REPUBLIKA.CO.ID, KABUL -- Dua kandidat presiden Afghanistan yang bersaing menandatangani satu perjanjian pembagian kekuasaan, Ahad (21/9). Perjanjian ini mengakhiri konflik yang berkepanjangan menyangkut hasil pemilu yang disengketakan dalam saat yang sangat penting dalam sejarah negara itu.
Penghitungan hasil akhir juga menurut rencana akan dikeluarkan setelah tertunda pada perundingan detik-detik akhir untuk mengatasi kebuntuan yang menyebabkan Afghanistan dilanda krisis saat pasukan pimpinan AS akan mengakhiri perang 13 tahun mereka terhadap Taliban.
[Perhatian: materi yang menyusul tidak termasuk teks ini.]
//! Recording fakes of the engine traits, shared by the unit tests.

use std::cell::{Cell, RefCell};
use std::collections::HashMap;
use std::rc::Rc;

use crate::autofill::XWalkAutofillClient;
use crate::engine::{PrefService, RenderViewHost, RenderViewHostExt, Session, SessionId};

pub type CallLog = Rc<RefCell<Vec<String>>>;

#[derive(Default)]
pub struct FakePrefService {
    values: RefCell<HashMap<String, String>>,
}

impl PrefService for FakePrefService {
    fn set_string(&self, key: &str, value: &str) {
        self.values
            .borrow_mut()
            .insert(key.to_string(), value.to_string());
    }

    fn get_string(&self, key: &str) -> Option<String> {
        self.values.borrow().get(key).cloned()
    }
}

pub struct FakeRenderViewHost {
    log: CallLog,
    pub changes: Cell<usize>,
}

impl RenderViewHost for FakeRenderViewHost {
    fn on_webkit_preferences_changed(&self) {
        self.log.borrow_mut().push("preferences_changed".to_string());
        self.changes.set(self.changes.get() + 1);
    }
}

pub struct FakeExt {
    log: CallLog,
    pub text_zoom_factor: Cell<Option<f32>>,
    pub initial_page_scale: Cell<Option<f32>>,
    pub resets: Cell<usize>,
}

impl RenderViewHostExt for FakeExt {
    fn set_text_zoom_factor(&self, factor: f32) {
        self.log.borrow_mut().push(format!("text_zoom:{factor}"));
        self.text_zoom_factor.set(Some(factor));
    }

    fn set_initial_page_scale(&self, scale: f32) {
        self.log.borrow_mut().push(format!("initial_scale:{scale}"));
        self.initial_page_scale.set(Some(scale));
    }

    fn reset_scroll_and_scale_state(&self) {
        self.log.borrow_mut().push("reset_scroll".to_string());
        self.resets.set(self.resets.get() + 1);
    }
}

pub struct FakeSession {
    id: SessionId,
    pub log: CallLog,
    pub user_agent_override: RefCell<Option<String>>,
    pub entries: RefCell<Vec<bool>>,
    pub rvh: Option<Rc<FakeRenderViewHost>>,
    pub ext: Option<Rc<FakeExt>>,
    pub autofill: Option<Rc<XWalkAutofillClient>>,
}

impl FakeSession {
    pub fn new(id: u64) -> Self {
        let log = CallLog::default();
        Self {
            id: SessionId::new(id),
            rvh: Some(Rc::new(FakeRenderViewHost {
                log: log.clone(),
                changes: Cell::new(0),
            })),
            ext: Some(Rc::new(FakeExt {
                log: log.clone(),
                text_zoom_factor: Cell::new(None),
                initial_page_scale: Cell::new(None),
                resets: Cell::new(0),
            })),
            log,
            user_agent_override: RefCell::new(None),
            entries: RefCell::new(Vec::new()),
            autofill: Some(Rc::new(XWalkAutofillClient::new())),
        }
    }

    pub fn without_ext(mut self) -> Self {
        self.ext = None;
        self
    }

    pub fn with_entries(self, count: usize) -> Self {
        *self.entries.borrow_mut() = vec![false; count];
        self
    }

    pub fn ext(&self) -> &FakeExt {
        self.ext.as_deref().expect("fake session has an ext")
    }

    pub fn rvh(&self) -> &FakeRenderViewHost {
        self.rvh.as_deref().expect("fake session has a render view host")
    }

    pub fn calls(&self) -> Vec<String> {
        self.log.borrow().clone()
    }
}

impl Session for FakeSession {
    fn id(&self) -> SessionId {
        self.id
    }

    fn set_user_agent_override(&self, user_agent: &str) {
        self.log.borrow_mut().push("user_agent".to_string());
        *self.user_agent_override.borrow_mut() = Some(user_agent.to_string());
    }

    fn navigation_entry_count(&self) -> usize {
        self.entries.borrow().len()
    }

    fn set_entry_overriding_user_agent(&self, index: usize, overriding: bool) {
        self.entries.borrow_mut()[index] = overriding;
    }

    fn render_view_host(&self) -> Option<Rc<dyn RenderViewHost>> {
        self.rvh.clone().map(|rvh| rvh as Rc<dyn RenderViewHost>)
    }

    fn render_view_host_ext(&self) -> Option<Rc<dyn RenderViewHostExt>> {
        self.ext.clone().map(|ext| ext as Rc<dyn RenderViewHostExt>)
    }

    fn autofill_client(&self) -> Option<Rc<XWalkAutofillClient>> {
        // Only reached when forwarding the save-form-data preference.
        self.log.borrow_mut().push("save_form_data".to_string());
        self.autofill.clone()
    }
}
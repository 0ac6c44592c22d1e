//! Configuration module for the archiver
//!
//! This module handles loading, parsing, and validating the TOML profile file.
//!
//! # Example
//!
//! ```no_run
//! use phpbb_archiver::config::load_config;
//! use std::path::Path;
//!
//! let config = load_config(Path::new("archiver.toml")).unwrap();
//! println!("Archiving into: {}", config.output.archive_dir);
//! ```

mod parser;
mod types;
mod validation;

// Re-export types
pub use types::{
    Config, ForumProfile, NetworkConfig, OutputConfig, RosterConfig, SessionConfig,
    DEFAULT_PROXY, DEFAULT_USER_AGENT,
};

// Re-export parser functions
pub use parser::{compute_config_hash, load_config, load_config_with_hash, parse_config};
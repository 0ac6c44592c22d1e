//! Member roster extraction
//!
//! Pages through `memberlist.php` and pulls one text field out of every
//! member row. Unlike the forum traversal, each roster page gets a single
//! attempt: a failed page is logged and the walk moves on to the next one.

use crate::crawler::fetcher::{FetchResult, Fetcher, Transport};
use crate::crawler::parser::parse_roster;
use crate::output::ArchiveStats;
use crate::storage::Storage;
use crate::url::memberlist_url;
use crate::{ArchiveError, Result};
use std::path::PathBuf;
use url::Url;

/// Settings for one roster walk
#[derive(Debug, Clone)]
pub struct RosterOptions {
    /// First page to extract (1-based)
    pub start_page: u32,
    /// Members listed per roster page
    pub per_page: u32,
    /// Append extracted text here when set
    pub store_path: Option<PathBuf>,
}

impl Default for RosterOptions {
    fn default() -> Self {
        Self {
            start_page: 1,
            per_page: 25,
            store_path: None,
        }
    }
}

/// Member offset of a 1-based roster page
///
/// # Examples
///
/// ```
/// use phpbb_archiver::crawler::roster_offset;
///
/// assert_eq!(roster_offset(1, 25), 0);
/// assert_eq!(roster_offset(10, 25), 225);
/// ```
pub fn roster_offset(page: u32, per_page: u32) -> u32 {
    page.saturating_sub(1).saturating_mul(per_page)
}

/// Walks the roster from `options.start_page` to the last page
///
/// The first roster page (`start=0`) is fetched to learn the page count;
/// if it cannot be fetched the walk is aborted. A missing page count is
/// treated as a single page.
pub async fn extract_roster<T: Transport, S: Storage>(
    fetcher: &Fetcher<T>,
    storage: &mut S,
    base: &Url,
    options: &RosterOptions,
    stats: &mut ArchiveStats,
) -> Result<()> {
    let first_url = memberlist_url(base, 0)?;
    let Some(first) = fetcher.fetch_once(&first_url).await.into_page() else {
        return Err(ArchiveError::RosterUnavailable {
            url: first_url.to_string(),
        });
    };

    let total_pages = parse_roster(&first).total_pages.unwrap_or_else(|| {
        tracing::warn!("No pagination summary on {}; assuming a single page", first_url);
        1
    });
    tracing::info!("Roster has {} pages", total_pages);

    if options.start_page > total_pages {
        tracing::warn!(
            "Start page {} is past the last roster page {}",
            options.start_page,
            total_pages
        );
    }

    for page in options.start_page..=total_pages {
        let page_url = memberlist_url(base, roster_offset(page, options.per_page))?;

        let html = match fetcher.fetch_once(&page_url).await {
            FetchResult::Page(html) => html,
            other => {
                tracing::warn!("Failed to fetch roster page {} ({}): {:?}", page, page_url, other);
                stats.unavailable += 1;
                continue;
            }
        };

        let entries = parse_roster(&html).entries;
        println!("Page {} Extracted Texts: {:?}", page, entries);

        stats.roster_pages += 1;
        stats.roster_entries += entries.len() as u64;

        if let Some(path) = &options.store_path {
            storage.append_lines(path, &entries)?;
        }
    }

    Ok(())
}
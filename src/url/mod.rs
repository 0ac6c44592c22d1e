//! Forum addressing for the archiver
//!
//! This module provides link resolution, query-parameter ID extraction,
//! filename sanitization, and the ignore/only classification of forums.

mod ids;
mod resolve;
mod sanitize;

use std::collections::BTreeSet;

// Re-export main functions
pub use ids::{forum_id, query_id, topic_id, FORUM_PARAM, TOPIC_PARAM};
pub use resolve::{memberlist_url, parse_base, resolve_link, viewforum_url};
pub use sanitize::{sanitize_dirname, sanitize_filename};

/// Outcome of checking a top-level forum against the ignore settings
#[derive(Debug, Clone, Copy, PartialEq, Eq, Hash)]
pub enum ForumDecision {
    /// Forum should be archived
    Archive,
    /// Forum is on the board profile's permanent ignore list
    ProfileIgnored,
    /// Only-mode is active and this is not the selected forum
    NotSelected,
    /// Forum is on the operator's ignore list
    Ignored,
}

impl ForumDecision {
    /// Returns true if the forum should be archived
    pub fn should_archive(&self) -> bool {
        matches!(self, Self::Archive)
    }
}

/// Ignore and only-this-forum settings, fixed for the whole run
#[derive(Debug, Clone, Default)]
pub struct ForumFilter {
    /// Board profile defaults; applied in every mode
    pub profile_ignores: BTreeSet<u32>,
    /// Operator-supplied ignore list; suspended while `only` is set
    pub ignores: BTreeSet<u32>,
    /// Restrict the run to a single forum ID
    pub only: Option<u32>,
}

impl ForumFilter {
    pub fn new(
        profile_ignores: impl IntoIterator<Item = u32>,
        ignores: impl IntoIterator<Item = u32>,
        only: Option<u32>,
    ) -> Self {
        Self {
            profile_ignores: profile_ignores.into_iter().collect(),
            ignores: ignores.into_iter().collect(),
            only,
        }
    }

    /// Classifies a top-level forum ID
    ///
    /// Checks are made in the following priority order:
    /// 1. Profile ignore list
    /// 2. Only-mode selection
    /// 3. Operator ignore list (skipped entirely in only-mode)
    /// 4. Archive (default)
    ///
    /// # Examples
    ///
    /// ```
    /// use phpbb_archiver::url::{ForumDecision, ForumFilter};
    ///
    /// let filter = ForumFilter::new([], [5], Some(5));
    /// assert_eq!(filter.classify(5), ForumDecision::Archive);
    /// assert_eq!(filter.classify(6), ForumDecision::NotSelected);
    /// ```
    pub fn classify(&self, forum_id: u32) -> ForumDecision {
        if self.profile_ignores.contains(&forum_id) {
            return ForumDecision::ProfileIgnored;
        }

        match self.only {
            Some(only) if only != forum_id => ForumDecision::NotSelected,
            Some(_) => ForumDecision::Archive,
            None if self.ignores.contains(&forum_id) => ForumDecision::Ignored,
            None => ForumDecision::Archive,
        }
    }
}

#[cfg(test)]
mod tests {
    use super::*;

    #[test]
    fn test_archive_by_default() {
        let filter = ForumFilter::default();
        assert_eq!(filter.classify(1), ForumDecision::Archive);
        assert!(filter.classify(1).should_archive());
    }

    #[test]
    fn test_operator_ignore() {
        let filter = ForumFilter::new([], [3, 4], None);
        assert_eq!(filter.classify(3), ForumDecision::Ignored);
        assert_eq!(filter.classify(5), ForumDecision::Archive);
    }

    #[test]
    fn test_only_overrides_operator_ignore() {
        let filter = ForumFilter::new([], [5], Some(5));
        assert_eq!(filter.classify(5), ForumDecision::Archive);
    }

    #[test]
    fn test_only_suspends_other_ignores() {
        let filter = ForumFilter::new([], [5, 6], Some(5));
        assert_eq!(filter.classify(6), ForumDecision::NotSelected);
        assert_eq!(filter.classify(7), ForumDecision::NotSelected);
    }

    #[test]
    fn test_profile_ignore_wins_over_only() {
        let filter = ForumFilter::new([5], [], Some(5));
        assert_eq!(filter.classify(5), ForumDecision::ProfileIgnored);
    }

    #[test]
    fn test_profile_ignore_without_only() {
        let filter = ForumFilter::new([9], [], None);
        assert_eq!(filter.classify(9), ForumDecision::ProfileIgnored);
        assert!(!filter.classify(9).should_archive());
    }
}
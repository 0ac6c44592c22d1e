use std::collections::HashSet;
use url::Url;

/// IDs already claimed during the current run
///
/// Top-level forums (seen on the landing page), subforums (entered for
/// listing) and topics are tracked separately, since a forum ID is first
/// claimed from the index and then again when its listing is entered.
/// Listing page URLs are kept too, so a pagination cycle ends.
/// Nothing here is persisted; a new run starts empty.
#[derive(Debug, Clone, Default)]
pub struct VisitedSets {
    forums: HashSet<u32>,
    subforums: HashSet<u32>,
    topics: HashSet<u32>,
    /// Listing page URLs fetched, pagination included
    listings: HashSet<Url>,
}

impl VisitedSets {
    /// Creates empty sets
    pub fn new() -> Self {
        Self::default()
    }

    /// Claims a landing-page forum ID; false if it was already claimed
    pub fn mark_forum(&mut self, id: u32) -> bool {
        self.forums.insert(id)
    }

    /// Claims a subforum ID before its listing is fetched
    pub fn mark_subforum(&mut self, id: u32) -> bool {
        self.subforums.insert(id)
    }

    /// Claims a topic ID before its page is fetched
    pub fn mark_topic(&mut self, id: u32) -> bool {
        self.topics.insert(id)
    }

    /// Claims a listing page URL before it is fetched; false on a repeat,
    /// such as a `next` link pointing back at an earlier page
    pub fn mark_listing(&mut self, url: &Url) -> bool {
        self.listings.insert(url.clone())
    }

    pub fn has_forum(&self, id: u32) -> bool {
        self.forums.contains(&id)
    }

    pub fn has_subforum(&self, id: u32) -> bool {
        self.subforums.contains(&id)
    }

    pub fn has_topic(&self, id: u32) -> bool {
        self.topics.contains(&id)
    }

    pub fn forum_count(&self) -> usize {
        self.forums.len()
    }

    pub fn subforum_count(&self) -> usize {
        self.subforums.len()
    }

    pub fn topic_count(&self) -> usize {
        self.topics.len()
    }

    pub fn listing_count(&self) -> usize {
        self.listings.len()
    }
}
Ashraf Ghani, yang meraih kemenangan dalam pemilu presiden pada Juni, sesuai dengan hasil sementara akan menjadi presiden sementara Abdullah Abdullah diangkat mengisi satu jabatan baru "Pejabat kepala eksekutif" (CEO), yang akan sejajar dengan perdana menteri.
Baik Ghani maupun Abdullah mengklaim menang dalam pemilu yang dituduh kelompok Abdullah diwarnai kecurangan.
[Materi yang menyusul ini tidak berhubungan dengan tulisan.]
use crate::{UrlError, UrlResult};
use url::Url;

/// Resolves an href found on `page` to an absolute URL
///
/// phpBB emits relative links such as `./viewforum.php?f=2&amp;sid=...`;
/// these resolve against the directory of the page they appear on.
///
/// Returns None if the link should be excluded:
/// - empty or fragment-only hrefs
/// - javascript:, mailto:, tel:, data: schemes
/// - anything that does not resolve to HTTP(S)
pub fn resolve_link(href: &str, page: &Url) -> Option<Url> {
    let href = href.trim();

    if href.is_empty() || href.starts_with('#') {
        return None;
    }

    if href.starts_with("javascript:")
        || href.starts_with("mailto:")
        || href.starts_with("tel:")
        || href.starts_with("data:")
    {
        return None;
    }

    match page.join(href) {
        Ok(absolute) if absolute.scheme() == "http" || absolute.scheme() == "https" => {
            Some(absolute)
        }
        _ => None,
    }
}

/// Parses a configured board root
pub fn parse_base(base_url: &str) -> UrlResult<Url> {
    Url::parse(base_url).map_err(|e| UrlError::Parse(format!("{}: {}", base_url, e)))
}

/// Direct entry point for one forum: `viewforum.php?f=<id>&sid=<session>`
pub fn viewforum_url(base: &Url, forum_id: u32, session_id: &str) -> UrlResult<Url> {
    let mut url = base
        .join("viewforum.php")
        .map_err(|e| UrlError::Parse(e.to_string()))?;
    url.query_pairs_mut()
        .append_pair("f", &forum_id.to_string())
        .append_pair("sid", session_id);
    Ok(url)
}

/// Member roster page starting at the given member offset
pub fn memberlist_url(base: &Url, start: u32) -> UrlResult<Url> {
    let mut url = base
        .join("memberlist.php")
        .map_err(|e| UrlError::Parse(e.to_string()))?;
    url.query_pairs_mut().append_pair("start", &start.to_string());
    Ok(url)
}
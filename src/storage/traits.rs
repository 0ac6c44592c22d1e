//! Storage traits and error types
//!
//! This module defines the trait interface for archive sinks and
//! associated error types.

use std::path::{Path, PathBuf};
use thiserror::Error;

/// Errors that can occur during storage operations
#[derive(Debug, Error)]
pub enum StorageError {
    #[error("Failed to create directory {path}: {source}")]
    CreateDir {
        path: PathBuf,
        source: std::io::Error,
    },

    #[error("Failed to write {path}: {source}")]
    Write {
        path: PathBuf,
        source: std::io::Error,
    },
}

/// Result type for storage operations
pub type StorageResult<T> = Result<T, StorageError>;

/// Sink for archived content
pub trait Storage {
    /// Writes a page verbatim, creating missing parent directories.
    /// An existing file at `path` is overwritten.
    fn save_page(&mut self, path: &Path, content: &str) -> StorageResult<()>;

    /// Appends each line plus a newline to a flat text file, creating it
    /// (and its parent directories) if needed
    fn append_lines(&mut self, path: &Path, lines: &[String]) -> StorageResult<()>;
}
//! Integration tests for the archiver
//!
//! These tests run the real HTTP transport against wiremock servers that
//! imitate a phpBB board, and check the archive tree written to disk.

mod archive_tests;
mod roster_tests;

use phpbb_archiver::config::{NetworkConfig, SessionConfig};
use phpbb_archiver::crawler::{
    build_headers, build_http_client, Fetcher, HttpTransport, RetryPolicy,
};
use url::Url;
use wiremock::MockServer;

/// Board root served by the mock server, with the trailing slash
pub fn board_base(server: &MockServer) -> Url {
    Url::parse(&format!("{}/", server.uri())).expect("Failed to parse mock server URI")
}

/// Direct (unproxied) network settings with a short timeout
pub fn test_network() -> NetworkConfig {
    NetworkConfig {
        proxy: None,
        timeout_secs: 1,
        retry_wait_secs: 0,
        max_attempts: Some(2),
        ..NetworkConfig::default()
    }
}

pub fn test_session() -> SessionConfig {
    SessionConfig {
        user_id: "2".to_string(),
        k_id: "key".to_string(),
        session_id: "abc123".to_string(),
        cookie_prefix: "phpbb3".to_string(),
    }
}

/// Fetcher over the real HTTP client, configured as the binary would
pub fn test_fetcher(base: &Url) -> Fetcher<HttpTransport> {
    let network = test_network();
    let headers =
        build_headers(&network, &test_session(), base).expect("Failed to build headers");
    let client = build_http_client(&network, headers).expect("Failed to build client");
    Fetcher::new(HttpTransport::new(client), RetryPolicy::from_config(&network))
}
PBB mendesak keras adanya pembentukan satu "pemerintah persatuan nasional" untuk menghindari kembalinya perpecahan etnik seperti yang dalam perang saudara tahun 1990-an.
Kedua kandidat menandatangani perjanjian itu dalam satu acara di istana presiden dan setelah itu mereka saling berangkulan dan Presiden Hamid Karzai mulai berpidato.
Berdasarkan konstitusi, presiden memegang hampir seluruh kekuasaan dan struktur baru pemerintah akan menghadapi satu ujian penting di tengah keamanan dan ekonomi negara itu yang memburuk.
Para pejabat Komisi Pemilu Independen mengemukakan kepada AFP bahwa hasil resmi akan disiarkan Ahad malam, setelah perjanjian itu ditandatangani.